Which lines below contain the word "generateContent"? Copy each of them.

**INFORMATION:**
..............................

//! Model calls with key rotation, backoff and model fallback

use crate::config::ModelConfig;
use crate::error::{DeepfixError, ModelError};
use async_trait::async_trait;
use regex::Regex;
use serde::Serialize;
use serde_json::{Value, json};
use std::sync::{Arc, LazyLock};
use std::sync::atomic::{AtomicUsize, Ordering};
use std::time::Duration;

/// Longest wait honored from a server-supplied retry hint
const MAX_RETRY_DELAY: Duration = Duration::from_secs(60);

/// First backoff step when only one key is available
const BASE_BACKOFF: Duration = Duration::from_secs(5);

/// A text-generation backend
#[async_trait]
pub trait ModelClient: Send + Sync {
    /// Send `prompt` to `model` and return the reply text
    async fn generate(&self, model: &str, api_key: &str, prompt: &str) -> Result<String, ModelError>;
}

#[async_trait]
impl<T: ModelClient + ?Sized> ModelClient for Arc<T> {
    async fn generate(&self, model: &str, api_key: &str, prompt: &str) -> Result<String, ModelError> {
        (**self).generate(model, api_key, prompt).await
    }
}

/// Gemini `generateContent` over HTTP
pub struct GeminiClient {
    http: reqwest::Client,
    base_url: String,
}

impl GeminiClient {
    pub fn new(base_url: impl Into<String>, timeout: Duration) -> Result<Self, DeepfixError> {
        let http = reqwest::Client::builder()
            .timeout(timeout)
            .build()
            .map_err(|e| DeepfixError::other(format!("Failed to build HTTP client: {}", e)))?;
        Ok(Self {
            http,
            base_url: base_url.into().trim_end_matches('/').to_string(),
        })
    }

    pub fn from_config(config: &ModelConfig) -> Result<Self, DeepfixError> {
        Self::new(&config.base_url, Duration::from_secs(config.timeout_secs))
    }
}

#[async_trait]
impl ModelClient for GeminiClient {
    async fn generate(&self, model: &str, api_key: &str, prompt: &str) -> Result<String, ModelError> {
        let url = format!("{}/models/{}:generateContent", self.base_url, model);
        let body = json!({
            "contents": [{ "role": "user", "parts": [{ "text": prompt }] }],
            "generationConfig": {
                "temperature": 0,
                "responseMimeType": "application/json",
            },
        });

        let response = self
            .http
            .post(&url)
            .header("x-goog-api-key", api_key)
            .json(&body)
            .send()
            .await
            .map_err(|e| ModelError::classify(model, e.to_string()))?;

        let status = response.status();
        let text = response
            .text()
            .await
            .map_err(|e| ModelError::classify(model, e.to_string()))?;
        if !status.is_success() {
            return Err(ModelError::classify(model, format!("{}: {}", status, text)));
        }

        let value: Value = serde_json::from_str(&text).map_err(|e| ModelError::InvalidResponse {
            model: model.to_string(),
            message: format!("Response body is not JSON: {}", e),
        })?;

        let parts: Vec<&str> = value
            .pointer("/candidates/0/content/parts")
            .and_then(Value::as_array)
            .map(|parts| parts.iter().filter_map(|p| p["text"].as_str()).collect())
            .unwrap_or_default();
        if parts.is_empty() {
            return Err(ModelError::InvalidResponse {
                model: model.to_string(),
                message: "Response has no candidate text".to_string(),
            });
        }
        Ok(parts.concat())
    }
}

/// API keys shared round-robin across calls
#[derive(Debug)]
pub struct KeyPool {
    keys: Vec<String>,
    index: AtomicUsize,
}

impl KeyPool {
    pub fn new(keys: Vec<String>) -> Self {
        Self {
            keys,
            index: AtomicUsize::new(0),
        }
    }

    pub fn len(&self) -> usize {
        self.keys.len()
    }

    pub fn is_empty(&self) -> bool {
        self.keys.is_empty()
    }

    pub fn current(&self) -> Option<&str> {
        if self.keys.is_empty() {
            return None;
        }
        let index = self.index.load(Ordering::Relaxed) % self.keys.len();
        Some(&self.keys[index])
    }

    /// Advance to the next key and return its position
    pub fn rotate(&self) -> usize {
        let len = self.keys.len().max(1);
        (self.index.fetch_add(1, Ordering::Relaxed) + 1) % len
    }
}

/// Counters describing how hard the transport had to work
#[derive(Debug, Clone, Copy, Default, PartialEq, Eq, Serialize)]
pub struct TransportStats {
    pub key_rotations: usize,
    pub model_fallbacks: usize,
}

/// Retry policy wrapped around a [`ModelClient`]
pub struct Transport<C> {
    client: C,
    keys: KeyPool,
    models: Vec<String>,
    max_retries: u32,
    key_rotations: AtomicUsize,
    model_fallbacks: AtomicUsize,
}

impl<C: ModelClient> Transport<C> {
    pub fn new(client: C, keys: Vec<String>, models: Vec<String>, max_retries: u32) -> Self {
        Self {
            client,
            keys: KeyPool::new(keys),
            models,
            max_retries,
            key_rotations: AtomicUsize::new(0),
            model_fallbacks: AtomicUsize::new(0),
        }
    }

    pub fn from_config(client: C, config: &ModelConfig) -> Self {
        Self::new(
            client,
            config.api_keys.clone(),
            config.models.clone(),
            config.max_retries,
        )
    }

    pub fn stats(&self) -> TransportStats {
        TransportStats {
            key_rotations: self.key_rotations.load(Ordering::Relaxed),
            model_fallbacks: self.model_fallbacks.load(Ordering::Relaxed),
        }
    }

    /// Generate a reply, returning it with the model that produced it
    ///
    /// Quota and overload failures rotate keys when several are configured, or
    /// back off exponentially on a single key. Once a model's retries are spent
    /// the next model is tried. Any other failure is returned immediately.
    pub async fn generate(&self, prompt: &str) -> Result<(String, String), ModelError> {
        if self.models.is_empty() {
            return Err(ModelError::NoModels);
        }
        if self.keys.is_empty() {
            return Err(ModelError::NoApiKeys);
        }

        let rotation_budget = self.keys.len() * self.max_retries as usize;
        let mut last_error = ModelError::NoModels;

        for (position, model) in self.models.iter().enumerate() {
            if position > 0 {
                self.model_fallbacks.fetch_add(1, Ordering::Relaxed);
                tracing::warn!(model = %model, "Falling back to next model");
            }

            let mut rotations = 0usize;
            let mut backoffs = 0u32;
            loop {
                let key = self.keys.current().ok_or(ModelError::NoApiKeys)?;
                let error = match self.client.generate(model, key, prompt).await {
                    Ok(text) => {
                        tracing::debug!(model = %model, chars = text.len(), "Model replied");
                        return Ok((text, model.clone()));
                    }
                    Err(e) if e.is_quota() => e,
                    Err(e) => return Err(e),
                };

                let hinted = parse_retry_delay(error.message());
                if self.keys.len() > 1 {
                    if rotations >= rotation_budget {
                        last_error = error;
                        break;
                    }
                    rotations += 1;
                    let next = self.keys.rotate();
                    self.key_rotations.fetch_add(1, Ordering::Relaxed);
                    tracing::warn!(model = %model, key_index = next, "Quota hit, rotating API key");
                    if let Some(delay) = hinted {
                        tokio::time::sleep(delay).await;
                    }
                } else {
                    if backoffs >= self.max_retries {
                        last_error = error;
                        break;
                    }
                    let delay = hinted.unwrap_or_else(|| BASE_BACKOFF * 2u32.pow(backoffs));
                    backoffs += 1;
                    tracing::warn!(
                        model = %model,
                        attempt = backoffs,
                        max_retries = self.max_retries,
                        backoff_secs = delay.as_secs(),
                        "Quota hit, backing off"
                    );
                    tokio::time::sleep(delay).await;
                }
            }
        }

        Err(last_error)
    }
}

static RETRY_IN_RE: LazyLock<Regex> =
    LazyLock::new(|| Regex::new(r"(?i)retry in (\d+(?:\.\d+)?)\s*s").unwrap());

static RETRY_DELAY_RE: LazyLock<Regex> =
    LazyLock::new(|| Regex::new(r#""retryDelay"\s*:\s*"(\d+(?:\.\d+)?)s""#).unwrap());

/// Server-suggested wait found in an error message, capped at one minute
pub fn parse_retry_delay(message: &str) -> Option<Duration> {
    let secs: f64 = RETRY_IN_RE
        .captures(message)
        .or_else(|| RETRY_DELAY_RE.captures(message))?
        .get(1)?
        .as_str()
        .parse()
        .ok()?;
    Some(Duration::from_secs_f64(secs).min(MAX_RETRY_DELAY))
}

..............................

**OUTPUT BELOW:**
/// Gemini `generateContent` over HTTP
        let url = format!("{}/models/{}:generateContent", self.base_url, model);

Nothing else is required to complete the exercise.